What a nice tie-in to Penny’s arc in Brakebills South, where the brilliant Mayakovsky is confined by an incorporate bond due to his dalliances with students like Emily. Although the hand problems may have been the main motivation for all that Penny did, the professor’s big reveal after his student had un-knotted hundreds of ropes and sanded a table to sawdust with a rasp was an excellent reminder that magic is sputtering, both from Martin’s greed and Ember’s befouling at the Wellspring. Surely Mayakovsky’s battery will become an important resource in the season to come. A nicely woven series of threads!

The fact that Quentin and Penny are both drawn to magic to ease their suffering as Mayakovsky asserts makes it all the more ironic that magic cannot help Julia rid herself of her newly discovered pregnancy, nor can it speed up her search with Kady for the woman who banished Reynard. And by the way, where the hell did they get actual newspapers in this Internet age? The abortion prospects could have readily become a preachy political message that would derail Julia’s quest both narratively and practically, but the moral dilemma was handled quite expertly, especially with Kady’s tender understanding in the mix.

Although the horror of the situation was only heightened by the casual manipulation (by the fetus?) of the clinic’s receptionist and the gruesome fate of the doctor performing the procedure, it puts forward the obvious question: is Julia’s child a demigod, protecting itself from harm with powerful forces even from within the womb? Or has Reynard placed a ward on his progeny, either indirectly or willfully? Either way, it spells more bad news for Julia, a character that has had more than her fair share of it.

But triumph is surely in her future somewhere, just as Eliot’s kingship continues to inspire hope that he may find happiness through royal action. It’s not really fun to see Margo counsel her best friend to execute a freedom fighter that tried to assassinate him, but Eliot’s mercy is certainly a new direction for the previously selfish and despondent character. But should we be worried about his wife’s affiliation with the so-called “foo fighters,” or should we appreciate that her pregnancy inspired an admirable action from the child of Earth, which she in turn will acknowledge?

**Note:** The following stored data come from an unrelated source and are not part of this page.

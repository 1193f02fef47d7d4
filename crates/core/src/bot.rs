//! Stateless bot policy: move choice, proactive item use, and puzzle attempts.

mod strategies;

use slotmap::SlotMap;

use crate::map::{Map, Move};
use crate::player::Player;
use crate::rng::Roller;
use crate::types::{ItemKind, PlayerId, Strategy};

use strategies::MoveContext;

/// Read-only game state a bot may inspect.
#[derive(Clone, Copy)]
pub struct BotView<'a> {
    pub map: &'a Map,
    pub players: &'a SlotMap<PlayerId, Player>,
}

fn strategy_of(player: &Player) -> Strategy {
    player.control.strategy().unwrap_or(Strategy::Balanced)
}

/// Scores every valid move, blocked ones included, and returns the first maximum.
/// `None` only when the player has no on-grid neighbour.
pub fn decide<'a>(
    player: &Player,
    view: BotView<'a>,
    roller: &mut impl Roller,
) -> Option<Move<'a>> {
    let strategy = strategy_of(player);
    let jitter = strategies::jitter_max(strategy);

    let mut best: Option<(i32, Move<'a>)> = None;
    for candidate in view.map.valid_moves(player.pos) {
        let ctx = MoveContext { player, candidate: &candidate, map: view.map, players: view.players };
        let score = strategies::score(strategy, &ctx) + roller.roll(0, jitter) as i32;
        tracing::trace!(
            bot = %player.name,
            strategy = strategy.label(),
            target = %candidate.target,
            score,
            "scored move"
        );
        if best.is_none_or(|(top, _)| score > top) {
            best = Some((score, candidate));
        }
    }
    best.map(|(_, chosen)| chosen)
}

/// Items the bot drinks or reads at the start of its turn.
pub fn planned_item_uses(player: &Player) -> Vec<ItemKind> {
    let heal_below = match strategy_of(player) {
        Strategy::Cautious => Some(40),
        Strategy::Balanced => Some(50),
        Strategy::Aggressive | Strategy::Explorer => None,
    };
    let mut uses = Vec::new();
    if let Some(threshold) = heal_below
        && player.health < threshold
        && player.has_item(ItemKind::HealthPotion)
    {
        uses.push(ItemKind::HealthPotion);
    }
    if strategy_of(player) == Strategy::Explorer {
        let boosts = [ItemKind::Compass, ItemKind::VisionScroll];
        uses.extend(boosts.into_iter().filter(|kind| player.has_item(*kind)));
    }
    uses
}

pub const fn solve_chance_percent(strategy: Strategy) -> u32 {
    match strategy {
        Strategy::Aggressive => 30,
        Strategy::Cautious => 50,
        Strategy::Explorer => 70,
        Strategy::Balanced => 50,
    }
}

/// A weighted coin flip; the puzzle itself is never read.
pub fn solve_puzzle(player: &Player, roller: &mut impl Roller) -> bool {
    roller.chance(solve_chance_percent(strategy_of(player)))
}
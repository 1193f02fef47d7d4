use std::fmt;

use serde::{Deserialize, Serialize};
use slotmap::new_key_type;
use thiserror::Error;

new_key_type! {
    pub struct PlayerId;
}

#[derive(Clone, Copy, Debug, PartialEq, Eq, PartialOrd, Ord, Hash, Serialize, Deserialize)]
pub struct Pos {
    pub y: i32,
    pub x: i32,
}

impl Pos {
    pub const fn new(x: i32, y: i32) -> Self {
        Self { y, x }
    }

    pub fn manhattan(self, other: Pos) -> u32 {
        self.x.abs_diff(other.x) + self.y.abs_diff(other.y)
    }

    pub fn chebyshev(self, other: Pos) -> u32 {
        self.x.abs_diff(other.x).max(self.y.abs_diff(other.y))
    }

    pub fn step(self, direction: Direction) -> Pos {
        let (dx, dy) = direction.delta();
        Pos { y: self.y + dy, x: self.x + dx }
    }
}

impl fmt::Display for Pos {
    fn fmt(&self, f: &mut fmt::Formatter<'_>) -> fmt::Result {
        write!(f, "({}, {})", self.x, self.y)
    }
}

#[derive(Clone, Copy, Debug, PartialEq, Eq, Hash, Serialize, Deserialize)]
pub enum Direction {
    North,
    South,
    East,
    West,
}

impl Direction {
    /// Enumeration order used for move candidates.
    pub const ALL: [Direction; 4] =
        [Direction::North, Direction::South, Direction::East, Direction::West];

    pub const fn delta(self) -> (i32, i32) {
        match self {
            Direction::North => (0, -1),
            Direction::South => (0, 1),
            Direction::East => (1, 0),
            Direction::West => (-1, 0),
        }
    }

    pub const fn label(self) -> &'static str {
        match self {
            Direction::North => "north",
            Direction::South => "south",
            Direction::East => "east",
            Direction::West => "west",
        }
    }

    pub fn between(from: Pos, to: Pos) -> Option<Direction> {
        Direction::ALL.into_iter().find(|direction| from.step(*direction) == to)
    }
}

#[derive(Clone, Copy, Debug, PartialEq, Eq, PartialOrd, Ord, Hash, Serialize, Deserialize)]
#[serde(rename_all = "snake_case")]
pub enum ChamberKind {
    Empty,
    Spawn,
    Treasure,
    Trap,
    Puzzle,
    Locked,
    Npc,
    Secret,
    Unknown,
}

/// Identifies the locked chamber a key opens.
#[derive(Clone, Copy, Debug, PartialEq, Eq, PartialOrd, Ord, Hash, Serialize, Deserialize)]
pub struct KeyId(pub Pos);

impl fmt::Display for KeyId {
    fn fmt(&self, f: &mut fmt::Formatter<'_>) -> fmt::Result {
        write!(f, "key-{}-{}", self.0.x, self.0.y)
    }
}

#[derive(Clone, Copy, Debug, PartialEq, Eq, PartialOrd, Ord, Hash, Serialize, Deserialize)]
#[serde(rename_all = "snake_case")]
pub enum ItemKind {
    Key,
    HealthPotion,
    Shield,
    Compass,
    TrapKit,
    VisionScroll,
}

#[derive(Clone, Copy, Debug, PartialEq, Eq, Serialize, Deserialize)]
pub struct Item {
    pub kind: ItemKind,
    pub key: Option<KeyId>,
}

impl Item {
    pub const fn of(kind: ItemKind) -> Self {
        Self { kind, key: None }
    }

    pub const fn key(id: KeyId) -> Self {
        Self { kind: ItemKind::Key, key: Some(id) }
    }
}

#[derive(Clone, Copy, Debug, PartialEq, Eq, Hash, Serialize, Deserialize)]
#[serde(rename_all = "snake_case")]
pub enum Strategy {
    Aggressive,
    Cautious,
    Explorer,
    Balanced,
}

impl Strategy {
    pub const ALL: [Strategy; 4] =
        [Strategy::Aggressive, Strategy::Cautious, Strategy::Explorer, Strategy::Balanced];

    /// Unknown tags fall back to `Balanced`.
    pub fn from_tag(tag: &str) -> Self {
        match tag.trim().to_ascii_lowercase().as_str() {
            "aggressive" => Strategy::Aggressive,
            "cautious" => Strategy::Cautious,
            "explorer" => Strategy::Explorer,
            "balanced" => Strategy::Balanced,
            other => {
                tracing::warn!(tag = other, "unknown bot strategy tag, using balanced");
                Strategy::Balanced
            }
        }
    }

    pub const fn label(self) -> &'static str {
        match self {
            Strategy::Aggressive => "aggressive",
            Strategy::Cautious => "cautious",
            Strategy::Explorer => "explorer",
            Strategy::Balanced => "balanced",
        }
    }
}

#[derive(Clone, Copy, Debug, PartialEq, Eq, Serialize, Deserialize)]
pub enum Control {
    Human,
    Bot(Strategy),
}

impl Control {
    pub fn is_bot(self) -> bool {
        matches!(self, Control::Bot(_))
    }

    pub fn strategy(self) -> Option<Strategy> {
        match self {
            Control::Human => None,
            Control::Bot(strategy) => Some(strategy),
        }
    }
}

#[derive(Clone, Copy, Debug, PartialEq, Eq, Hash, Serialize, Deserialize)]
#[serde(rename_all = "snake_case")]
pub enum Severity {
    System,
    Success,
    Warning,
    Danger,
    Combat,
    Info,
    Npc,
}

#[derive(Clone, Debug, PartialEq, Eq, Serialize, Deserialize)]
pub struct LogLine {
    pub severity: Severity,
    pub message: String,
}

#[derive(Clone, Copy, Debug, PartialEq, Eq, Hash, Serialize, Deserialize)]
#[serde(rename_all = "snake_case")]
pub enum TurnPhase {
    Waiting,
    PlayerTurn,
    BotThinking,
    GameOver,
}

/// Cosmetic triggers for the render layer. No engine state depends on them.
#[derive(Clone, Debug, PartialEq, Serialize)]
pub enum Cue {
    Focus { pos: Pos },
    Shake { intensity: u32 },
    Particles { pos: Pos, color: &'static str, count: u32 },
}

#[derive(Clone, Copy, Debug, PartialEq, Eq)]
pub enum GameOutcome {
    Winner(PlayerId),
    AllDefeated,
}

#[derive(Debug, Clone, PartialEq, Eq, Error)]
pub enum ConfigError {
    #[error("map must be at least 3x3, got {width}x{height}")]
    MapTooSmall { width: usize, height: usize },
    #[error("map must be at most {max}x{max}, got {width}x{height}")]
    MapTooLarge { width: usize, height: usize, max: usize },
    #[error("vision radius must not be negative, got {0}")]
    NegativeVisionRadius(i32),
    #[error("player count must be between 1 and 4, got {0}")]
    PlayerCount(usize),
    #[error("human seat {seat} is outside the {player_count} configured players")]
    HumanSeat { seat: usize, player_count: usize },
    #[error("inventory needs at least one slot")]
    NoInventorySlots,
    #[error("map has {spawns} spawn points for {player_count} players")]
    NotEnoughSpawns { spawns: usize, player_count: usize },
}

#[derive(Debug, Clone, Copy, PartialEq, Eq, Error)]
pub enum InventoryError {
    #[error("Inventory full!")]
    Full,
}

#[derive(Debug, Clone, Copy, PartialEq, Eq, Error)]
pub enum ItemUseError {
    #[error("Cannot use that item.")]
    NotUsable,
    #[error("You don't have that item.")]
    NotHeld,
    #[error("A trap is already set in this chamber.")]
    TrapAlreadySet,
}

#[derive(Debug, Clone, PartialEq, Eq, Error)]
pub enum GameError {
    #[error("the game is not accepting input right now")]
    NotAccepting,
    #[error("it is not the human player's turn")]
    NotYourTurn,
    #[error("{0} is not adjacent to the active player")]
    NotAdjacent(Pos),
    #[error("this chamber is locked and needs {0}")]
    Locked(KeyId),
    #[error("no puzzle is waiting for an answer")]
    NoPendingPuzzle,
    #[error(transparent)]
    Item(#[from] ItemUseError),
    #[error(transparent)]
    Config(#[from] ConfigError),
}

Whether with the opposing pregnancies of Fen and Julia, wanted and unwanted, or with the common thread of Mayakovsky’s influence on both Penny and Quentin, this week’s The Magicians felt tightly crafted even as it established a very different tone from what we’ve seen so far this season. With tension mounting in the quest to replenish Fillory’s magic as well as the pursuit of Reynard, there’s a clear path being set for all of the magicians whose lives will become wrapped up in these missions. As long as this strong storytelling continues, fans will willingly walk the same path, no matter how tragic or dangerous, with enthusiasm for the story ahead.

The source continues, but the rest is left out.